孙东凯晃晃脑袋,嘟哝了一句:“蒿子,蒿子是什么意思?”
我冲孙东凯笑了下,然后也出去了。
很快孙东凯回来了,大家继续谈笑着边吃边喝。
我估摸饭局快接近结束了,找服务员安排了一下饭。
刚安排完饭,房间的门突然被推开,一个人站在门口。
看到此人,大家都是一愣。
我心裏不由就开始犯嘀咕,我操,没有任何征兆和通知,他怎么来了?
大家都站起来,我也站了起来。
乔仕达!
这位不速之客是乔仕达。
“乔书记,你怎么来了?”关云飞和雷正几乎异口同声地说,带着意外的表情。
“哈哈……”乔仕达爽朗地笑起来:“怎么?这地方你们来得我就来不得?”
关云飞和雷正接着也笑起来,关云飞接着说:“乔书记,快请坐。”
“对,乔书记可是稀客贵客,快请坐——”孙东凯也忙跟着说,边冲我使了个眼神。
我忙安排服务员加座位加餐具,关云飞和雷正自动往两边让开,服务员在他俩之间加了座位和餐具,孙东凯忙请乔仕达上座,乔仕达毫不客气地一屁股坐下,然后招招手:“大家都不要拘束,都坐吧。”

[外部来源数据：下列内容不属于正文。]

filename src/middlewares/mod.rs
pub mod cors;

pub use cors::create_cors;
//! Pure business rules shared by the services.

pub mod coupon;
pub mod scoring;

pub use coupon::{CouponRejection, CouponVerdict, PurchaseContext};
pub use scoring::{MatchStateError, Side};
pub mod checkout;
pub mod common;
pub mod coupon;
pub mod tournament;

pub use checkout::*;
pub use common::*;
pub use coupon::*;
pub use tournament::*;
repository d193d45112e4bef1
pub mod connection;

pub use connection::{DbPool, create_pool, run_migrations};
pub mod checkout_service;
pub mod coupon_service;
pub mod tournament_service;

pub use checkout_service::*;
pub use coupon_service::*;
pub use tournament_service::*;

大家坐下,乔仕达看了一圈:“呵呵,你们这是举行家宴啊,云飞和老雷的家眷都来了,东凯,这位是你的家眷吧?”
说着,乔仕达看着孙东凯老婆。
“是,这是我家属,呵呵……”孙东凯笑着说。
谢非白老三姐姐孙东凯老婆都一起向乔仕达招呼:“乔书记好。”
“各位夫人好……呵呵……”乔仕达笑得很平易近人,然后看看关云飞,又看看雷正,笑眯眯地说:“哎——我这贸然到来,没有打扰你们的家宴兴致吧?”
“哪里会,乔书记这一来,蓬荜生辉呢。”关云飞笑着。
“早知道乔书记要来,我们一定会等到你来了再开席的。”雷正也笑着说。
“呵呵……本来我是不知道你们在这裏有这家宴的,我今晚在楼上有一桌招待,北京来了个老朋友,吃了顿便饭,快结束的时候听我的秘书说在二位大员携夫人在这裏吃饭,他也是偶然遇到的,我正好招待完了北京的朋友也没有别的事,就临时起意来你们这裏凑凑热闹了。”乔仕达说:“这一来才知道原来是你们三家聚会,东凯也携夫人来了。”

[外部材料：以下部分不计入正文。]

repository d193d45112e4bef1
use chrono::{DateTime, Utc};
use serde::{Deserialize, Serialize};
use utoipa::ToSchema;

use crate::entities::{
    MatchResult, MatchStatus, RoundStatus, tournament_match_entity as match_entity,
    tournament_round_entity as round_entity,
};
use crate::rules::scoring;

#[derive(Debug, Clone, Serialize, Deserialize, ToSchema)]
pub struct CreateRoundRequest {
    #[schema(example = 1)]
    pub round_number: i32,
    #[serde(default)]
    pub start_datetime: Option<DateTime<Utc>>,
    #[serde(default)]
    pub end_datetime: Option<DateTime<Utc>>,
    /// Defaults to scheduled
    #[serde(default)]
    pub status: Option<RoundStatus>,
}

#[derive(Debug, Clone, Serialize, Deserialize, ToSchema)]
pub struct UpdateRoundStatusRequest {
    pub status: RoundStatus,
}

#[derive(Debug, Clone, Serialize, Deserialize, ToSchema)]
pub struct RoundResponse {
    pub id: i64,
    pub event_id: i64,
    pub round_number: i32,
    pub start_datetime: Option<DateTime<Utc>>,
    pub end_datetime: Option<DateTime<Utc>>,
    pub status: RoundStatus,
}

impl From<round_entity::Model> for RoundResponse {
    fn from(m: round_entity::Model) -> Self {
        RoundResponse {
            id: m.id,
            event_id: m.event_id,
            round_number: m.round_number,
            start_datetime: m.start_datetime,
            end_datetime: m.end_datetime,
            status: m.status,
        }
    }
}

/// Round with its pairings. `all_matches_resolved` is informational; the round
/// status stays whatever the organiser last set.
#[derive(Debug, Clone, Serialize, ToSchema)]
pub struct RoundSummaryResponse {
    pub round: RoundResponse,
    pub matches: Vec<MatchResponse>,
    pub all_matches_resolved: bool,
}

#[derive(Debug, Clone, Serialize, Deserialize, ToSchema)]
pub struct CreateMatchRequest {
    pub white_player_id: i64,
    pub black_player_id: i64,
    #[serde(default)]
    pub board_number: Option<i32>,
}

#[derive(Debug, Clone, Serialize, Deserialize, ToSchema)]
pub struct UpdateMatchStatusRequest {
    pub status: MatchStatus,
}

#[derive(Debug, Clone, Serialize, Deserialize, ToSchema)]
pub struct SetMatchResultRequest {
    /// One of `1-0`, `0-1`, `1/2-1/2`, `*`
    #[schema(value_type = String, example = "1-0")]
    pub result: MatchResult,
}

/// Match with points derived from its result
#[derive(Debug, Clone, Serialize, Deserialize, ToSchema)]
pub struct MatchResponse {
    pub id: i64,
    pub round_id: i64,
    pub board_number: Option<i32>,
    pub white_player_id: i64,
    pub black_player_id: i64,
    pub result: Option<MatchResult>,
    pub status: MatchStatus,
    pub white_points: Option<f64>,
    pub black_points: Option<f64>,
}

impl From<match_entity::Model> for MatchResponse {
    fn from(m: match_entity::Model) -> Self {
        let (white_points, black_points) = scoring::match_points(&m);
        MatchResponse {
            id: m.id,
            round_id: m.round_id,
            board_number: m.board_number,
            white_player_id: m.white_player_id,
            black_player_id: m.black_player_id,
            result: m.result,
            status: m.status,
            white_points,
            black_points,
        }
    }
}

关云飞说:“今晚这饭局是东凯做东的,过完年这些天了,大家一直没有机会聚聚,我们在外面做事情,家属们都是幕后支持者,一来是趁这机会犒劳犒劳家属,二来呢,大家平时也难得有个机会搞家庭聚会,正好借这机会热乎热乎增加一下感情,三呢,我和雷书记也有些日子没一起坐坐了,早就想找个机会交流交流……于是,就藉着东凯安排的这饭局大家凑到一起了。”
雷正和孙东凯也忙附和着。
乔仕达笑起来:“云飞啊,不用和我解释那么仔细,好像我怀疑你们背后拉帮结伙似的……你说的这么具体,搞得我好像有些不自在喽,我可没有说什么别的话吧,哈哈……”
大家都笑起来。
乔仕达接着说:“今晚你们都是一对一对的,就我和这个小伙子是单蹦了。哎,这小伙看起来似乎有些面熟啊,我一时记不得了,你是……叫什么来着?”
乔仕达似乎真的记不起我是谁了,做沉思状。
我不知道他是不是在装逼。
“乔书记好,我叫易克!”我说。
“易克……这名字我好像记得的……只是忘记在哪里看到了。”乔仕达说:“你是在哪个单位呢。”
我一时怔住了,我日,乔仕达竟然记不起我什么单位了,他到底是不是真的在装逼呢?是装给谁看的呢?
孙东凯这时接过话来:“乔书记,你忘记了?易克是我们集团的啊,前几天那个在我们市里召开的全省报业经济论坛,他做过发言的。”
“哦……哦……”乔仕达做恍然大悟状,一拍脑袋:“看我这记性,是的,记起来了,我记得的,易克在会上做了典型发言,发言内容好像还不错,反响很好……呵呵,小易同志,抱歉啊,我这记性不好,一时把你忘记了。”